Um ensaio clínico prospectivo, randomizado e aberto comparou o tofacitinibe, um inibidor da JAK, (doses de 5 e 10 mg) com antagonistas do TNF-alfa. Depois de um tempo médio de acompanhamento de 4 anos, os resultados mostraram um risco aumentado de eventos cardiovasculares adversos maiores (ECAM) e câncer com o tofacitinibe do que com antagonistas do TNF-alfa, especialmente em pacientes com mais de 50 anos e com pelo menos 1 fator de risco para doença cardiovascular (6).

Referências sobre fármacos para artrite reumatoide

  1. 1. Fraenkel L, Bathon JM, England BR, et al: 2021 American College of Rheumatology guideline for the treatment of rheumatoid arthritis. Arthritis Rheumatol 73(7):1108-1123, 2021. doi:10.1002/art.41752

  2. 2. Smolen JS, Landewé RBM, Bijlsma JWJ, et al: EULAR recommendations for the management of rheumatoid arthritis with synthetic and biological disease-modifying antirheumatic drugs: 2019 update. Ann Rheum Dis 79(6):685-699, 2020. doi:10.1136/annrheumdis-2019-216655

  3. 3. Sammaritano LR, Bermas BL, Chakravarty EE, et al: 2020 American College of Rheumatology guideline for the management of reproductive health in rheumatic and musculoskeletal diseases. Arthritis Care Res (Hoboken) 72(4):461-488, 2020. doi:10.1002/acr.24130

  4. 4. Goodman SM, Springer BD, Chen AF, et al: 2022 American College of Rheumatology/American Association of Hip and Knee Surgeons guideline for the perioperative management of antirheumatic medication in patients with rheumatic diseases undergoing elective total hip or total knee arthroplasty. Arthritis Care Res (Hoboken) 74(9):1399-1408, 2022. doi:10.1002/acr.24893

  5. 5. Singh JA, Saag KG, Bridges SL Jr, et al: 2015 American College of Rheumatology guideline for the treatment of rheumatoid arthritis. Arthritis Rheumatol 68(1):1-26, 2016. doi:10.1002/art.39480

  6. 6. Ytterberg SR, Bhatt DL, Mikuls TR, et al: Cardiovascular and cancer risk with tofacitinib in rheumatoid arthritis. N Engl J Med 386(4):316-326, 2022. doi:10.1056/NEJMoa2109927

Pontos-chave

  • A artrite reumatoide é uma doença inflamatória sistêmica.

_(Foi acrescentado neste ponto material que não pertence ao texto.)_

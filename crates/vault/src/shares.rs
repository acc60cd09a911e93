//! Share issuance and redemption math.

use clm_vault_domain::error::{Error, Result};
use clm_vault_domain::math::{mul_div, quote_in_token1};
use clm_vault_domain::value_objects::AmountPair;
use clm_vault_domain::MathError;
use primitive_types::U256;

/// Shares burned to the dead address on the first deposit.
pub const MINIMUM_SHARES: u64 = 1_000;

/// Value of `amounts` in asset1 at `price` (1e36).
pub fn value_in_token1(amounts: AmountPair, price: U256) -> Result<U256> {
    quote_in_token1(amounts.amount0, price)?
        .checked_add(amounts.amount1)
        .ok_or_else(|| MathError::Overflow.into())
}

/// Shares for depositing `credited` into a vault holding `reserves` with
/// `supply` shares outstanding.
///
/// The second element is the amount to lock at the dead address, non-zero
/// only for the first deposit.
pub fn shares_for_deposit(
    credited: AmountPair,
    reserves: AmountPair,
    supply: U256,
    price: U256,
) -> Result<(U256, U256)> {
    let value = value_in_token1(credited, price)?;
    if supply.is_zero() {
        let minimum = U256::from(MINIMUM_SHARES);
        if value <= minimum {
            return Err(Error::ZeroShares);
        }
        return Ok((value - minimum, minimum));
    }
    let reserve_value = value_in_token1(reserves, price)?;
    Ok((mul_div(value, supply, reserve_value)?, U256::zero()))
}

/// Pro-rata claim of `shares` on `reserves`.
pub fn amounts_for_shares(shares: U256, reserves: AmountPair, supply: U256) -> Result<AmountPair> {
    if supply.is_zero() {
        return Ok(AmountPair::zero());
    }
    Ok(AmountPair::new(
        mul_div(reserves.amount0, shares, supply)?,
        mul_div(reserves.amount1, shares, supply)?,
    ))
}

#[cfg(test)]
mod tests {
    use super::*;
    use clm_vault_domain::math::PRECISION;

    #[test]
    fn test_first_deposit_locks_minimum() {
        let (shares, locked) = shares_for_deposit(
            AmountPair::new(1000u64, 1000u64),
            AmountPair::zero(),
            U256::zero(),
            PRECISION,
        )
        .unwrap();
        assert_eq!(shares, U256::from(1000u64));
        assert_eq!(locked, U256::from(MINIMUM_SHARES));
    }

    #[test]
    fn test_dust_first_deposit_rejected() {
        let result = shares_for_deposit(
            AmountPair::new(400u64, 600u64),
            AmountPair::zero(),
            U256::zero(),
            PRECISION,
        );
        assert_eq!(result, Err(Error::ZeroShares));
    }

    #[test]
    fn test_second_deposit_is_pro_rata() {
        // (1000, 1000) reserves backing 2000 shares; 999 credited after fee.
        let (shares, locked) = shares_for_deposit(
            AmountPair::new(0u64, 999u64),
            AmountPair::new(1000u64, 1000u64),
            U256::from(2000u64),
            PRECISION,
        )
        .unwrap();
        assert_eq!(shares, U256::from(999u64));
        assert!(locked.is_zero());
    }

    #[test]
    fn test_redemption_rounds_down() {
        let amounts = amounts_for_shares(
            U256::from(333u64),
            AmountPair::new(1000u64, 10u64),
            U256::from(1000u64),
        )
        .unwrap();
        assert_eq!(amounts, AmountPair::new(333u64, 3u64));
        assert!(amounts_for_shares(U256::one(), AmountPair::new(5u64, 5u64), U256::zero())
            .unwrap()
            .is_zero());
    }
}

  • Sua manifestação mais característica é uma poliartrite simétrica comprometendo as articulações periféricas, como pulsos e articulações metacarpofalângicas e metatarsofalângicas, muitas vezes com sintomas constitucionais.

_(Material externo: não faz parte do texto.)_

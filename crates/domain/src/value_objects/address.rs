use serde::{Deserialize, Serialize};
use std::fmt;

/// Opaque account identifier on the simulated ledger.
#[derive(Debug, Clone, PartialEq, Eq, PartialOrd, Ord, Hash, Serialize, Deserialize)]
pub struct Address(String);

impl Address {
    /// Sink for the permanently locked minimum share supply.
    pub const DEAD: &'static str = "0x000000000000000000000000000000000000dEaD";

    pub fn new(value: impl Into<String>) -> Self {
        Self(value.into())
    }

    pub fn dead() -> Self {
        Self::new(Self::DEAD)
    }

    pub fn as_str(&self) -> &str {
        &self.0
    }
}

impl fmt::Display for Address {
    fn fmt(&self, f: &mut fmt::Formatter<'_>) -> fmt::Result {
        f.write_str(&self.0)
    }
}

impl From<&str> for Address {
    fn from(value: &str) -> Self {
        Self::new(value)
    }
}

impl From<String> for Address {
    fn from(value: String) -> Self {
        Self(value)
    }
}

  • Resultados extra-articulares podem incluir nódulos reumatoides, vasculite, a qual causa úlceras no membro inferior ou mononeurite múltipla, derrames pleurais ou pericárdicos, nódulos pulmonares, infiltrado ou fibrose pulmonar, pericardite, miocardite, linfadenopatia, síndrome de Felty e de Sjögren, escleromalácia e episclerite.

  • Radiografias são úteis, mas o diagnóstico precoce consiste principalmente em reconhecer achados clínicos específicos e demonstrar resultados anormais de exames laboratoriais, incluindo autoanticorpos (fator reumatoide sérico e anticorpo antipeptídeo citrulinado anticíclico) e reagentes de fase celular aguda (velocidade de hemossedimentação ou proteína C reativa). O diagnóstico exige inflamação articular documentada e não deve se basear apenas em testes laboratoriais.

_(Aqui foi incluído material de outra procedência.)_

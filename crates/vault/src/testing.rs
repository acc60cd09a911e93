//! Fixtures shared by the vault tests.

use crate::config::VaultConfig;
use crate::system::VaultSystem;
use crate::vault::ConcentratedLiquidityVault;
use clm_vault_domain::value_objects::Address;
use clm_vault_protocols::ledger::Ledger;
use clm_vault_protocols::pool::{PoolParams, UniswapV3Pool};
use clm_vault_protocols::rewards::StreamingRewards;
use clm_vault_protocols::router::{OracleRouter, RATE_SCALE};
use clm_vault_protocols::tokens::TokenLedger;
use clm_vault_strategy::access::AccessControl;
use clm_vault_strategy::config::StrategyConfig;
use clm_vault_strategy::strategy::ConcentratedLiquidityStrategy;
use primitive_types::U256;

pub type TestStrategy = ConcentratedLiquidityStrategy<UniswapV3Pool, OracleRouter, StreamingRewards>;
pub type TestSystem = VaultSystem<TestStrategy>;

pub const START: u64 = 10_000;

pub fn addr(s: &str) -> Address {
    Address::new(s)
}

pub fn units(n: u64) -> U256 {
    U256::from(n) * U256::from(10u64).pow(U256::from(18u8))
}

/// Vault over a tick-0 pool; alice and bob hold a million of each asset.
pub fn system() -> TestSystem {
    let pool = UniswapV3Pool::new(PoolParams::default(), 0).expect("pool");
    let router = OracleRouter::new(addr("router"))
        .with_rate(&addr("token0"), &addr("native"), U256::from(RATE_SCALE))
        .with_rate(&addr("token1"), &addr("native"), U256::from(RATE_SCALE));
    let rewards = StreamingRewards::new(addr("gauge"), addr("reward"));

    let mut tokens = TokenLedger::new();
    tokens.exempt_from_fees(&addr("pool"));
    tokens.exempt_from_fees(&addr("router"));
    let inventory = U256::from(10u64).pow(U256::from(30u8));
    for token in ["token0", "token1", "native"] {
        tokens
            .mint(&addr(token), &addr("router"), inventory)
            .expect("mint");
    }
    let ledger = Ledger::new(START, tokens, pool, router, rewards);

    let access = AccessControl::new(addr("owner"), addr("vault"))
        .with_manager(addr("manager"))
        .with_rebalancer(addr("keeper"));
    let config = StrategyConfig::default()
        .with_twap_interval(60)
        .with_locked_profit_duration(3600);
    let strategy = ConcentratedLiquidityStrategy::new(addr("strategy"), config, access, &ledger.pool)
        .expect("strategy");
    let vault = ConcentratedLiquidityVault::new(VaultConfig::default(), strategy).expect("vault");

    let mut system = VaultSystem::new(ledger, vault);
    for user in ["alice", "bob"] {
        system
            .fund(&addr(user), units(1_000_000), units(1_000_000))
            .expect("fund");
    }
    system
}
//! Pool family that mints a non-fungible token per position.

use super::shared::{PoolCore, PoolParams, PositionKey};
use super::{ConcentratedPool, MarketSimulation, OpenedRange, PositionInfo, Slot};
use crate::tokens::TokenLedger;
use clm_vault_domain::enums::PoolFamily;
use clm_vault_domain::error::{Error, Result};
use clm_vault_domain::value_objects::{Address, AmountPair, PositionId, TickRange};
use tracing::debug;

#[derive(Debug, Clone)]
pub struct VelodromePool {
    core: PoolCore,
    next_position_id: u64,
}

impl VelodromePool {
    pub fn new(params: PoolParams, timestamp: u64) -> Result<Self> {
        Ok(Self {
            core: PoolCore::new(params, timestamp)?,
            next_position_id: 1,
        })
    }

    pub fn core(&self) -> &PoolCore {
        &self.core
    }

    fn key(range: &TickRange) -> Result<PositionKey> {
        range
            .position_id
            .map(PositionKey::Token)
            .ok_or_else(|| Error::external("range has no position token"))
    }
}

impl ConcentratedPool for VelodromePool {
    fn address(&self) -> &Address {
        &self.core.params().address
    }

    fn token0(&self) -> &Address {
        &self.core.params().token0
    }

    fn token1(&self) -> &Address {
        &self.core.params().token1
    }

    fn family(&self) -> PoolFamily {
        PoolFamily::Velodrome
    }

    fn tick_spacing(&self) -> i32 {
        self.core.params().tick_spacing
    }

    fn fee_pips(&self) -> u32 {
        self.core.params().fee_pips
    }

    fn slot(&self) -> Slot {
        self.core.slot()
    }

    fn observe(&self, now: u64, seconds_agos: &[u32]) -> Result<Vec<i64>> {
        self.core.observe(now, seconds_agos)
    }

    fn position(&self, owner: &Address, range: &TickRange) -> Option<PositionInfo> {
        let key = Self::key(range).ok()?;
        self.core
            .position(&key)
            .filter(|position| &position.owner == owner)
            .map(|position| position.info())
    }

    /// Mints a fresh position token, or tops up the one the range carries.
    fn open_range(
        &mut self,
        tokens: &mut TokenLedger,
        owner: &Address,
        range: &TickRange,
        liquidity: u128,
    ) -> Result<OpenedRange> {
        let id = match range.position_id {
            Some(id) => id,
            None => {
                let id = PositionId(self.next_position_id);
                self.next_position_id += 1;
                id
            }
        };
        let amounts = self
            .core
            .mint(tokens, PositionKey::Token(id), owner, range, liquidity)?;
        debug!(position_id = %id, owner = %owner, "position token minted");
        Ok(OpenedRange {
            position_id: Some(id),
            amounts,
        })
    }

    /// Burns liquidity and the position token itself.
    fn close_range(
        &mut self,
        tokens: &mut TokenLedger,
        owner: &Address,
        range: &TickRange,
    ) -> Result<AmountPair> {
        let key = Self::key(range)?;
        let payout = self.core.burn_all(tokens, &key, owner)?;
        self.core.remove(&key, owner)?;
        Ok(payout)
    }

    fn collect_owed(
        &mut self,
        tokens: &mut TokenLedger,
        owner: &Address,
        range: &TickRange,
    ) -> Result<AmountPair> {
        let key = Self::key(range)?;
        self.core.collect(tokens, &key, owner)
    }
}

impl MarketSimulation for VelodromePool {
    fn move_to_tick(&mut self, tokens: &mut TokenLedger, now: u64, tick: i32) -> Result<()> {
        self.core.move_to_tick(tokens, now, tick)
    }

    fn accrue_fees(&mut self, tokens: &mut TokenLedger, fees: AmountPair) -> Result<AmountPair> {
        self.core.accrue_fees(tokens, fees)
    }
}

  • A artrite reumatoide diminui a expectativa de vida de 3 a 7 anos (p. ex., por sangramento gastrointestinal, infecção ou doença cardíaca coronariana) e causa deficiência grave em 10% dos pacientes.

  • Tratar quase todos os pacientes de forma agressiva precocemente, sobretudo com fármacos que modificam a atividade da doença.

  • Os fármacos que modificam a atividade da doença são os tradicionais FARMDs (especialmente o metotrexato), agentes biológicos como antagonistas do fator de necrose tumoral (TNF)-alfa ou outros agentes biológicos não TNF e outros imunomoduladores, citotóxicos ou imunossupressores.